RECORDS PROVIDED:
--*--
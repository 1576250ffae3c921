//! CLI configuration.
//!
//! Resolution order:
//! 1. The file given with `--config` (must exist)
//! 2. `./tessera.toml`
//! 3. XDG config dir (`~/.config/tessera/config.toml`)
//! 4. Built-in defaults

use std::path::{Path, PathBuf};
use std::sync::LazyLock;
use std::time::Duration;

use color_eyre::eyre::{Result, WrapErr};
use serde::Deserialize;
use tessera_seal::VerifyConfig;

/// Default raw-content base for manifest URLs.
const DEFAULT_RAW_BASE_URL: &str = "https://raw.githubusercontent.com/stekker/OpenModbusSpecs/main";

/// Config files searched when `--config` is not given, resolved lazily.
static DEFAULT_CONFIG_PATHS: LazyLock<Vec<PathBuf>> = LazyLock::new(|| {
    let mut paths = vec![PathBuf::from("tessera.toml")];
    if let Some(dirs) = directories::ProjectDirs::from("dev", "tessera", "tessera") {
        paths.push(dirs.config_dir().join("config.toml"));
    }
    paths
});

/// Top-level configuration file.
#[derive(Debug, Default, Deserialize)]
#[serde(default, deny_unknown_fields)]
pub(crate) struct Config {
    pub(crate) registry: RegistrySection,
    pub(crate) verify: VerifySection,
}

/// `[registry]` section.
#[derive(Debug, Deserialize)]
#[serde(default, deny_unknown_fields)]
pub(crate) struct RegistrySection {
    /// Registry checkout root, containing `registry/`.
    pub(crate) root: PathBuf,
    /// Base URL that manifest paths are appended to.
    pub(crate) raw_base_url: String,
}

impl Default for RegistrySection {
    fn default() -> Self {
        Self {
            root: PathBuf::from("."),
            raw_base_url: DEFAULT_RAW_BASE_URL.to_owned(),
        }
    }
}

/// `[verify]` section.
#[derive(Debug, Deserialize)]
#[serde(default, deny_unknown_fields)]
pub(crate) struct VerifySection {
    pub(crate) fetch_timeout_secs: u64,
    pub(crate) wkd: bool,
    pub(crate) enforce_fingerprint: bool,
}

impl Default for VerifySection {
    fn default() -> Self {
        Self {
            fetch_timeout_secs: 10,
            wkd: true,
            enforce_fingerprint: false,
        }
    }
}

impl VerifySection {
    pub(crate) const fn to_verify_config(&self) -> VerifyConfig {
        VerifyConfig {
            fetch_timeout: Duration::from_secs(self.fetch_timeout_secs),
            use_wkd: self.wkd,
            enforce_fingerprint: self.enforce_fingerprint,
        }
    }
}

impl Config {
    /// Load the configuration, honoring an explicit path first.
    pub(crate) fn resolve(explicit: Option<&Path>) -> Result<Self> {
        if let Some(path) = explicit {
            return Self::load(path);
        }

        let Some(found) = DEFAULT_CONFIG_PATHS.iter().find(|p| p.is_file()) else {
            tracing::debug!("no config file found, using defaults");
            return Ok(Self::default());
        };
        Self::load(found)
    }

    fn load(path: &Path) -> Result<Self> {
        let content = std::fs::read_to_string(path)
            .wrap_err_with(|| format!("failed to read config {}", path.display()))?;
        let config = toml::from_str(&content)
            .wrap_err_with(|| format!("invalid config {}", path.display()))?;
        tracing::debug!(path = %path.display(), "loaded config");
        Ok(config)
    }
}

#[cfg(test)]
mod tests {
    use super::*;

    #[test]
    fn empty_file_yields_defaults() {
        let config: Config = toml::from_str("").unwrap();
        assert_eq!(config.registry.root, PathBuf::from("."));
        assert_eq!(config.registry.raw_base_url, DEFAULT_RAW_BASE_URL);
        assert_eq!(config.verify.fetch_timeout_secs, 10);
        assert!(config.verify.wkd);
        assert!(!config.verify.enforce_fingerprint);
    }

    #[test]
    fn sections_override_defaults() {
        let config: Config = toml::from_str(
            r#"
            [registry]
            root = "/srv/registry"

            [verify]
            fetch_timeout_secs = 3
            enforce_fingerprint = true
            "#,
        )
        .unwrap();
        assert_eq!(config.registry.root, PathBuf::from("/srv/registry"));
        assert_eq!(config.registry.raw_base_url, DEFAULT_RAW_BASE_URL);

        let verify = config.verify.to_verify_config();
        assert_eq!(verify.fetch_timeout, Duration::from_secs(3));
        assert!(verify.use_wkd);
        assert!(verify.enforce_fingerprint);
    }

    #[test]
    fn unknown_keys_are_rejected() {
        assert!(toml::from_str::<Config>("[verify]\nretries = 3\n").is_err());
    }

    #[test]
    fn explicit_missing_file_is_an_error() {
        let dir = tempfile::tempdir().unwrap();
        assert!(Config::resolve(Some(&dir.path().join("absent.toml"))).is_err());
    }
}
--*--
Would you restate every record word for word?

repository 1576250ffae3c921
//! CLI configuration.
//!
//! Resolution order:
//! 1. The file given with `--config` (must exist)
//! 2. `./tessera.toml`
//! 3. XDG config dir (`~/.config/tessera/config.toml`)
//! 4. Built-in defaults

use std::path::{Path, PathBuf};
use std::sync::LazyLock;
use std::time::Duration;

use color_eyre::eyre::{Result, WrapErr};
use serde::Deserialize;
use tessera_seal::VerifyConfig;

/// Default raw-content base for manifest URLs.
const DEFAULT_RAW_BASE_URL: &str = "https://raw.githubusercontent.com/stekker/OpenModbusSpecs/main";

/// Config files searched when `--config` is not given, resolved lazily.
static DEFAULT_CONFIG_PATHS: LazyLock<Vec<PathBuf>> = LazyLock::new(|| {
    let mut paths = vec![PathBuf::from("tessera.toml")];
    if let Some(dirs) = directories::ProjectDirs::from("dev", "tessera", "tessera") {
        paths.push(dirs.config_dir().join("config.toml"));
    }
    paths
});

/// Top-level configuration file.
#[derive(Debug, Default, Deserialize)]
#[serde(default, deny_unknown_fields)]
pub(crate) struct Config {
    pub(crate) registry: RegistrySection,
    pub(crate) verify: VerifySection,
}

/// `[registry]` section.
#[derive(Debug, Deserialize)]
#[serde(default, deny_unknown_fields)]
pub(crate) struct RegistrySection {
    /// Registry checkout root, containing `registry/`.
    pub(crate) root: PathBuf,
    /// Base URL that manifest paths are appended to.
    pub(crate) raw_base_url: String,
}

impl Default for RegistrySection {
    fn default() -> Self {
        Self {
            root: PathBuf::from("."),
            raw_base_url: DEFAULT_RAW_BASE_URL.to_owned(),
        }
    }
}

/// `[verify]` section.
#[derive(Debug, Deserialize)]
#[serde(default, deny_unknown_fields)]
pub(crate) struct VerifySection {
    pub(crate) fetch_timeout_secs: u64,
    pub(crate) wkd: bool,
    pub(crate) enforce_fingerprint: bool,
}

impl Default for VerifySection {
    fn default() -> Self {
        Self {
            fetch_timeout_secs: 10,
            wkd: true,
            enforce_fingerprint: false,
        }
    }
}

impl VerifySection {
    pub(crate) const fn to_verify_config(&self) -> VerifyConfig {
        VerifyConfig {
            fetch_timeout: Duration::from_secs(self.fetch_timeout_secs),
            use_wkd: self.wkd,
            enforce_fingerprint: self.enforce_fingerprint,
        }
    }
}

impl Config {
    /// Load the configuration, honoring an explicit path first.
    pub(crate) fn resolve(explicit: Option<&Path>) -> Result<Self> {
        if let Some(path) = explicit {
            return Self::load(path);
        }

        let Some(found) = DEFAULT_CONFIG_PATHS.iter().find(|p| p.is_file()) else {
            tracing::debug!("no config file found, using defaults");
            return Ok(Self::default());
        };
        Self::load(found)
    }

    fn load(path: &Path) -> Result<Self> {
        let content = std::fs::read_to_string(path)
            .wrap_err_with(|| format!("failed to read config {}", path.display()))?;
        let config = toml::from_str(&content)
            .wrap_err_with(|| format!("invalid config {}", path.display()))?;
        tracing::debug!(path = %path.display(), "loaded config");
        Ok(config)
    }
}

#[cfg(test)]
mod tests {
    use super::*;

    #[test]
    fn empty_file_yields_defaults() {
        let config: Config = toml::from_str("").unwrap();
        assert_eq!(config.registry.root, PathBuf::from("."));
        assert_eq!(config.registry.raw_base_url, DEFAULT_RAW_BASE_URL);
        assert_eq!(config.verify.fetch_timeout_secs, 10);
        assert!(config.verify.wkd);
        assert!(!config.verify.enforce_fingerprint);
    }

    #[test]
    fn sections_override_defaults() {
        let config: Config = toml::from_str(
            r#"
            [registry]
            root = "/srv/registry"

            [verify]
            fetch_timeout_secs = 3
            enforce_fingerprint = true
            "#,
        )
        .unwrap();
        assert_eq!(config.registry.root, PathBuf::from("/srv/registry"));
        assert_eq!(config.registry.raw_base_url, DEFAULT_RAW_BASE_URL);

        let verify = config.verify.to_verify_config();
        assert_eq!(verify.fetch_timeout, Duration::from_secs(3));
        assert!(verify.use_wkd);
        assert!(verify.enforce_fingerprint);
    }

    #[test]
    fn unknown_keys_are_rejected() {
        assert!(toml::from_str::<Config>("[verify]\nretries = 3\n").is_err());
    }

    #[test]
    fn explicit_missing_file_is_an_error() {
        let dir = tempfile::tempdir().unwrap();
        assert!(Config::resolve(Some(&dir.path().join("absent.toml"))).is_err());
    }
}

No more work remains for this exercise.